Amid all the gloom and anxiety in Europe, America and Australia lately, it’s nice to be able to report some good news for once: Chinese workers are going on strike. It’s possibly the best thing to happen in China since Mao Zedong carked it in 1976.

Last week Honda agreed to a 24% wage rise at its Guangdong parts factory to end a damaging two-week strike by 2,000 workers, who were acting without any support from China’s only recognized trade union, the All China Federation of Trade Unions.

The day before, Foxconn, the world’s largest electronics contract manufacturer (and producer, among other things, of Apple’s iPads) had increased wages by 30% after a shocking spate of suicides at its massive plant in Shenzhen.

Elsewhere, TPV Technology, the world’s largest manufacturer of computer displays, has agreed to another 20% wage rise this year, following a 15% increase in January, and Merry Electronics Co in Shenzhen was not so merry on Sunday when it was hit by a two-hour strike. Wages there will rise by 10% next month.

It’s all part of spreading labour shortages and unrest leading to big pay rises across China’s manufacturing sector this year and it’s the best news we’ve had in Australia for some time.

Last year manufacturing payrolls rose 15%; this year they’re likely to go up 20% according to Chinese labour experts.

Two big trends are colliding in China to produce a turning point for its economy.

The proportion of China’s GDP paid as wages has been declining for 22 years. A story in the China Daily this week said the GDP share of wages peaked at 56.5% in 1985 and has fallen to 36.7%.

That makes China the most “capitalist” large economy in history, according to the Financial Times.

At the same time, China’s “one child” policy, introduced 30 years ago, is now resulting in a shortage of labour in the big manufacturing centres of the Pearl River and Yangzte River Deltas, as the number of 20-30 year-olds entering the workforce drops sharply.

Why is this good? Because China urgently needs to rebalance its economy towards domestic consumption and away from exports. The government has introduced a flurry of incentives to get people to buy appliances and cars, and it’s starting to build a social safety net to try to encourage more discretionary spending and less saving.

But the most effective way to distribute wealth and encourage spending is through higher wages, and on this score workers are beginning to take matters into their own hands.

It’s called the “Lewis turning point”, named after Jamaican-American economist Arthur Lewis, who was writing about Jamaica in the 1950s. Lewis describes what happens when a developing economy shifts from labour surplus to labour shortage, and wages start rising rapidly, especially for unskilled workers.

Professor Ross Garnaut described the phenomenon as it applies to China, in a paper in April (you can find it here).

Garnaut wrote: “As China enters deeply into the turning period, there will be large and continuing increases in real wages and in the wage share of income. There will be sharp reversal of the powerful tendency since the 1980s towards increased inequality in income distribution. Consumption and its share of expenditure will rise.

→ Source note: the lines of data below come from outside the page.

// SPDX-FileCopyrightText: 2026 ArcheBase
//
// SPDX-License-Identifier: MulanPSL-2.0

//! Inspect command - show runs, events and images.

use std::path::PathBuf;

use clap::Args;
use serde::Serialize;

use crate::common::{format_bytes, read_file, Result};
use drdf::{Drdf, FileInfo, FormatCode, Uuid};

/// Show the contents of a file.
#[derive(Args, Clone, Debug)]
pub struct InspectCmd {
    /// Input file
    #[arg(value_name = "FILE")]
    input: PathBuf,

    /// List every image, not only per-event counts
    #[arg(long)]
    images: bool,

    /// Print a JSON summary instead of text
    #[arg(long)]
    json: bool,
}

#[derive(Serialize)]
struct FileReport {
    path: String,
    info: FileInfo,
    runs: Vec<RunReport>,
}

#[derive(Serialize)]
struct RunReport {
    id: Uuid,
    georef: Option<String>,
    events: Vec<EventReport>,
}

#[derive(Serialize)]
struct EventReport {
    id: u32,
    images: Vec<ImageReport>,
}

#[derive(Serialize)]
struct ImageReport {
    source: String,
    width: u16,
    height: u16,
    format: FormatCode,
}

impl InspectCmd {
    pub fn run(self) -> Result<()> {
        let (file, info) = read_file(&self.input, false)?;
        let report = build_report(&self.input, &file, info);

        if self.json {
            println!("{}", serde_json::to_string_pretty(&report)?);
            return Ok(());
        }

        println!("=== {} ===", report.path);
        println!("Size: {}", format_bytes(info.bytes));
        println!("Checksum: {}", info.checksum_hex());
        println!(
            "Runs: {}  Events: {}  Images: {}",
            info.runs, info.events, info.images
        );
        for run in &report.runs {
            println!();
            println!(
                "Run {} with {} events (georef: {})",
                run.id,
                run.events.len(),
                run.georef.as_deref().unwrap_or("<none>")
            );
            for event in &run.events {
                println!("  Event {} with {} images", event.id, event.images.len());
                if self.images {
                    for image in &event.images {
                        println!(
                            "    {:<32} {}x{} {}",
                            image.source, image.width, image.height, image.format
                        );
                    }
                }
            }
        }
        Ok(())
    }
}

fn build_report(path: &std::path::Path, file: &Drdf, info: FileInfo) -> FileReport {
    let runs = file
        .runs()
        .map(|(id, run)| RunReport {
            id: *id,
            georef: run.georef().map(str::to_string),
            events: run
                .events()
                .map(|(event_id, event)| EventReport {
                    id: event_id,
                    images: event
                        .images()
                        .map(|(source, image)| ImageReport {
                            source: source.to_string(),
                            width: image.width(),
                            height: image.height(),
                            format: image.format_code(),
                        })
                        .collect(),
                })
                .collect(),
        })
        .collect();
    FileReport {
        path: path.display().to_string(),
        info,
        runs,
    }
}
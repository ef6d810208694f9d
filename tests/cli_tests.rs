// SPDX-FileCopyrightText: 2026 ArcheBase
//
// SPDX-License-Identifier: MulanPSL-2.0

//! CLI integration tests.
//!
//! These tests run the actual drdf binary and verify its behavior.

mod common;

use std::path::Path;
use std::process::{Command, Output};

use common::{minimal_container, sample_container, temp_path};
use drdf::{Drdf, Uuid};

/// Run drdf with arguments
fn run(args: &[&str]) -> Output {
    let bin = env!("CARGO_BIN_EXE_drdf");
    Command::new(bin)
        .args(args)
        .output()
        .unwrap_or_else(|_| panic!("Failed to run {bin:?}"))
}

/// Run drdf and assert success
fn run_ok(args: &[&str]) -> String {
    let output = run(args);
    assert!(
        output.status.success(),
        "Command failed: {:?}\nstdout: {}\nstderr: {}",
        args,
        String::from_utf8_lossy(&output.stdout),
        String::from_utf8_lossy(&output.stderr)
    );
    String::from_utf8_lossy(&output.stdout).to_string()
}

/// Run drdf and assert failure
fn run_err(args: &[&str]) -> String {
    let output = run(args);
    assert!(
        !output.status.success(),
        "Command should have failed but succeeded: {:?}",
        args
    );
    String::from_utf8_lossy(&output.stderr).to_string()
}

fn path_str(path: &Path) -> &str {
    path.to_str().unwrap()
}

#[test]
fn test_cli_help() {
    let output = run_ok(&["--help"]);
    assert!(output.contains("Detector Response Data Format toolkit"));
    assert!(output.contains("inspect"));
    assert!(output.contains("verify"));
    assert!(output.contains("merge"));
}

#[test]
fn test_inspect_text() {
    let (path, _guard) = temp_path("cli", "inspect");
    sample_container().write(&path).unwrap();

    let output = run_ok(&["inspect", "--images", path_str(&path)]);
    assert!(output.contains("Runs: 2  Events: 3  Images: 5"));
    assert!(output.contains("georef: EPSG:4326"));
    assert!(output.contains("CAM_NORTH_X05_Y00"));
    assert!(output.contains("24x24 Au16Tu16"));
}

#[test]
fn test_inspect_json() {
    let (path, _guard) = temp_path("cli", "inspect_json");
    minimal_container().write(&path).unwrap();

    let output = run_ok(&["inspect", "--json", path_str(&path)]);
    let json: serde_json::Value = serde_json::from_str(&output).unwrap();
    assert_eq!(json["info"]["images"], 1);
    assert_eq!(json["runs"][0]["id"], "00000000-0000-0000-0000-000000000000");
    assert_eq!(json["runs"][0]["georef"], "X");
    assert_eq!(json["runs"][0]["events"][0]["images"][0]["format"], "Au8");
}

#[test]
fn test_verify_reports_corruption() {
    let (good, _guard_good) = temp_path("cli", "verify_good");
    let (bad, _guard_bad) = temp_path("cli", "verify_bad");
    minimal_container().write(&good).unwrap();
    let mut bytes = std::fs::read(&good).unwrap();
    let len = bytes.len();
    bytes[len - 10] ^= 0x01;
    std::fs::write(&bad, bytes).unwrap();

    let output = run_ok(&["verify", path_str(&good)]);
    assert!(output.contains("OK"));

    let stderr = run_err(&["verify", path_str(&good), path_str(&bad)]);
    assert!(stderr.contains("1 of 2 files failed verification"));
}

#[test]
fn test_merge() {
    let (first, _g1) = temp_path("cli", "merge_in_0");
    let (second, _g2) = temp_path("cli", "merge_in_1");
    let (output, _g3) = temp_path("cli", "merge_out");
    minimal_container().write(&first).unwrap();
    sample_container().write(&second).unwrap();

    let run_id = Uuid::from_u128(42);
    run_ok(&[
        "merge",
        path_str(&output),
        path_str(&first),
        path_str(&second),
        "--run-id",
        &run_id.to_string(),
    ]);

    let merged = Drdf::read(&output).unwrap();
    assert_eq!(merged.len(), 1);
    let run = merged.run(&run_id).unwrap();
    assert_eq!(run.georef(), Some("X"));
    let events: Vec<u32> = run.events().map(|(id, _)| id).collect();
    assert_eq!(events, vec![1, 40_000, 17, 0]);
    assert_eq!(merged.image_count(), 6);
}

#[test]
fn test_inspect_missing_file() {
    let stderr = run_err(&["inspect", "/nonexistent/path/file.drdf"]);
    assert!(stderr.contains("Error"));
}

There will be a reduction in the savings rate.”

Economic success during this period will require tight monetary policy to control inflation, a rising exchange rate, and rising productivity as a result of good management and economic flexibility.

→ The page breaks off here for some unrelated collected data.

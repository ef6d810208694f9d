// SPDX-FileCopyrightText: 2026 ArcheBase
//
// SPDX-License-Identifier: MulanPSL-2.0

//! I/O layer for DRDF streams.
//!
//! - [`chunk`] frames tagged payloads and keeps the running checksum
//! - [`reader`] and [`writer`] map the run/event/image tree onto chunks

pub mod chunk;
pub mod constants;
pub mod detection;
pub mod metadata;
pub mod reader;
pub mod writer;

pub use chunk::{Chunk, ChunkReader, ChunkWriter};
pub use constants::Tag;
pub use detection::{detect_drdf, is_drdf_file};
pub use metadata::FileInfo;
pub use reader::{DrdfReader, ReaderBuilder, ReaderConfig};
pub use writer::{DrdfWriter, WriterBuilder, WriterConfig};
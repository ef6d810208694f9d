// SPDX-FileCopyrightText: 2026 ArcheBase
//
// SPDX-License-Identifier: MulanPSL-2.0

//! Builder pattern for creating writers.

use std::path::PathBuf;

use crate::{DrdfError, Result};

use super::DrdfWriter;

/// Default output buffer size (64 KiB).
const DEFAULT_BUFFER_CAPACITY: usize = 64 * 1024;

/// Configuration for creating a writer.
#[derive(Debug, Clone)]
pub struct WriterConfig {
    /// Path to the output file
    pub path: PathBuf,
    /// Size of the buffered writer wrapped around the file
    pub buffer_capacity: usize,
}

impl Default for WriterConfig {
    fn default() -> Self {
        Self {
            path: PathBuf::new(),
            buffer_capacity: DEFAULT_BUFFER_CAPACITY,
        }
    }
}

/// Builder for creating writers.
#[derive(Debug, Clone, Default)]
pub struct WriterBuilder {
    config: WriterConfig,
}

impl WriterBuilder {
    /// Create a new builder with default configuration.
    pub fn new() -> Self {
        Self::default()
    }

    /// Set the path to the output file.
    pub fn path<P: AsRef<std::path::Path>>(mut self, path: P) -> Self {
        self.config.path = path.as_ref().to_path_buf();
        self
    }

    /// Set the output buffer size in bytes.
    pub fn buffer_capacity(mut self, capacity: usize) -> Self {
        self.config.buffer_capacity = capacity;
        self
    }

    /// Build the writer.
    pub fn build(self) -> Result<DrdfWriter> {
        if self.config.path.as_os_str().is_empty() {
            return Err(DrdfError::usage("WriterBuilder", "Path is not set"));
        }
        if self.config.buffer_capacity == 0 {
            return Err(DrdfError::usage(
                "WriterBuilder",
                "buffer capacity must be greater than zero",
            ));
        }
        Ok(DrdfWriter::from_config(self.config))
    }
}

#[cfg(test)]
mod tests {
    use super::*;

    #[test]
    fn test_builder_default() {
        let builder = WriterBuilder::new();
        assert_eq!(builder.config.buffer_capacity, DEFAULT_BUFFER_CAPACITY);
        assert!(builder.config.path.as_os_str().is_empty());
    }

    #[test]
    fn test_builder_fluent() {
        let writer = WriterBuilder::new()
            .path("output.drdf")
            .buffer_capacity(4096)
            .build()
            .unwrap();

        assert_eq!(writer.config().path, PathBuf::from("output.drdf"));
        assert_eq!(writer.config().buffer_capacity, 4096);
    }

    #[test]
    fn test_builder_requires_path() {
        let err = WriterBuilder::new().build().unwrap_err();
        assert!(err.is_usage());
    }
}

During a debate last night between Arthur Kroeber of Dragonomics and Marc Faber, broadcast on Reuters about whether China’s economy is on a “treadmill to hell” (it’s not) Kroeber said the decline in the relative supply of labour in China is good thing that will shift the economy more towards consumption.

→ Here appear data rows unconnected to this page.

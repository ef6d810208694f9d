// SPDX-FileCopyrightText: 2026 ArcheBase
//
// SPDX-License-Identifier: MulanPSL-2.0

//! Pixel format codes.
//!
//! A format code selects the element type and channel count of an image.
//! Single-channel codes carry an amplitude, two-channel codes carry an
//! (amplitude, time) pair per pixel.

use std::fmt;

use serde::Serialize;

use crate::core::{DrdfError, Result};

/// Scalar element type of a pixel buffer.
///
/// Only `U8`, `U16` and `F32` map onto a format code. The remaining
/// variants exist so typed buffers coming from producers can be described
/// and rejected with a proper error.
#[derive(Debug, Clone, Copy, PartialEq, Eq, Hash, Serialize)]
pub enum ElementType {
    U8,
    U16,
    U32,
    I8,
    I16,
    I32,
    F32,
    F64,
}

impl ElementType {
    /// Size of one element in bytes.
    pub fn size(&self) -> usize {
        match self {
            ElementType::U8 | ElementType::I8 => 1,
            ElementType::U16 | ElementType::I16 => 2,
            ElementType::U32 | ElementType::I32 | ElementType::F32 => 4,
            ElementType::F64 => 8,
        }
    }

    /// Lowercase name (e.g. "uint16").
    pub fn as_str(&self) -> &'static str {
        match self {
            ElementType::U8 => "uint8",
            ElementType::U16 => "uint16",
            ElementType::U32 => "uint32",
            ElementType::I8 => "int8",
            ElementType::I16 => "int16",
            ElementType::I32 => "int32",
            ElementType::F32 => "float32",
            ElementType::F64 => "float64",
        }
    }
}

impl fmt::Display for ElementType {
    fn fmt(&self, f: &mut fmt::Formatter<'_>) -> fmt::Result {
        f.write_str(self.as_str())
    }
}

/// Pixel format code as stored in the `IFMT` chunk.
#[derive(Debug, Clone, Copy, PartialEq, Eq, Hash, Serialize)]
#[repr(u8)]
pub enum FormatCode {
    /// Amplitude, 8 bit unsigned.
    Au8 = 0,
    /// Amplitude and time, 8 bit unsigned each.
    Au8Tu8 = 1,
    /// Amplitude, 16 bit unsigned.
    Au16 = 2,
    /// Amplitude and time, 16 bit unsigned each.
    Au16Tu16 = 3,
    /// Amplitude and time, 32 bit float each.
    Af32Tf32 = 4,
}

impl FormatCode {
    /// All codes in numeric order.
    pub const ALL: [FormatCode; 5] = [
        FormatCode::Au8,
        FormatCode::Au8Tu8,
        FormatCode::Au16,
        FormatCode::Au16Tu16,
        FormatCode::Af32Tf32,
    ];

    /// Numeric value written to disk.
    pub fn as_u8(&self) -> u8 {
        *self as u8
    }

    /// Element type of each channel.
    pub fn element_type(&self) -> ElementType {
        match self {
            FormatCode::Au8 | FormatCode::Au8Tu8 => ElementType::U8,
            FormatCode::Au16 | FormatCode::Au16Tu16 => ElementType::U16,
            FormatCode::Af32Tf32 => ElementType::F32,
        }
    }

    /// Number of channels per pixel (1 or 2).
    pub fn channels(&self) -> usize {
        match self {
            FormatCode::Au8 | FormatCode::Au16 => 1,
            FormatCode::Au8Tu8 | FormatCode::Au16Tu16 | FormatCode::Af32Tf32 => 2,
        }
    }

    /// Size of one pixel record in bytes.
    pub fn pixel_size(&self) -> usize {
        self.channels() * self.element_type().size()
    }

    /// Payload size of a `width` x `height` image in this format.
    pub fn byte_len(&self, width: u16, height: u16) -> usize {
        width as usize * height as usize * self.pixel_size()
    }

    /// Look up the code for an element type and channel count.
    pub fn from_parts(element: ElementType, channels: usize) -> Result<Self> {
        match (element, channels) {
            (ElementType::U8, 1) => Ok(FormatCode::Au8),
            (ElementType::U16, 1) => Ok(FormatCode::Au16),
            (ElementType::U8, 2) => Ok(FormatCode::Au8Tu8),
            (ElementType::U16, 2) => Ok(FormatCode::Au16Tu16),
            (ElementType::F32, 2) => Ok(FormatCode::Af32Tf32),
            (element, channels) => Err(DrdfError::encoding(format!(
                "no format code for {channels} channel(s) of {element}"
            ))),
        }
    }

    /// Array shape of a `width` x `height` image: `[w, h]` or `[w, h, 2]`.
    pub fn shape(&self, width: u16, height: u16) -> Vec<usize> {
        let mut shape = vec![width as usize, height as usize];
        if self.channels() == 2 {
            shape.push(2);
        }
        shape
    }

    /// Derive `(width, height, code)` from an array shape and element type.
    pub fn from_shape(shape: &[usize], element: ElementType) -> Result<(u16, u16, Self)> {
        let channels = match shape {
            [_, _] => 1,
            [_, _, 2] => 2,
            _ => {
                return Err(DrdfError::encoding(format!("invalid shape: {shape:?}")));
            }
        };
        let code = Self::from_parts(element, channels)?;
        let width = dimension(shape[0], "width")?;
        let height = dimension(shape[1], "height")?;
        Ok((width, height, code))
    }
}

fn dimension(value: usize, name: &str) -> Result<u16> {
    u16::try_from(value)
        .map_err(|_| DrdfError::encoding(format!("{name} {value} does not fit in 16 bits")))
}

impl TryFrom<u8> for FormatCode {
    type Error = DrdfError;

    fn try_from(value: u8) -> Result<Self> {
        FormatCode::ALL
            .get(value as usize)
            .copied()
            .ok_or_else(|| DrdfError::encoding(format!("invalid format code: {value}")))
    }
}

impl fmt::Display for FormatCode {
    fn fmt(&self, f: &mut fmt::Formatter<'_>) -> fmt::Result {
        let name = match self {
            FormatCode::Au8 => "Au8",
            FormatCode::Au8Tu8 => "Au8Tu8",
            FormatCode::Au16 => "Au16",
            FormatCode::Au16Tu16 => "Au16Tu16",
            FormatCode::Af32Tf32 => "Af32Tf32",
        };
        f.write_str(name)
    }
}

“Over the last 20 years China’s economic growth has averaged 10% and its wages growth has averaged 8%. I think it’s likely that over the next 20 years that will reverse – economic growth of 8% and wages growth of 10%.”

By the way, his pithy answer to Marc Faber’s assertion that China is an accident waiting to happen because of its over-capacity in infrastructure and property development was: “You have no idea how big China is.”

Anyway, it’s good news for Australia because a more equal distribution of wealth in China through higher wages will mean more stable demand for commodities, since manufacturing output will be more geared to domestic consumption than exports to America and Europe, which may be depressed for a long time to come.

This article first appeared on Business Spectator.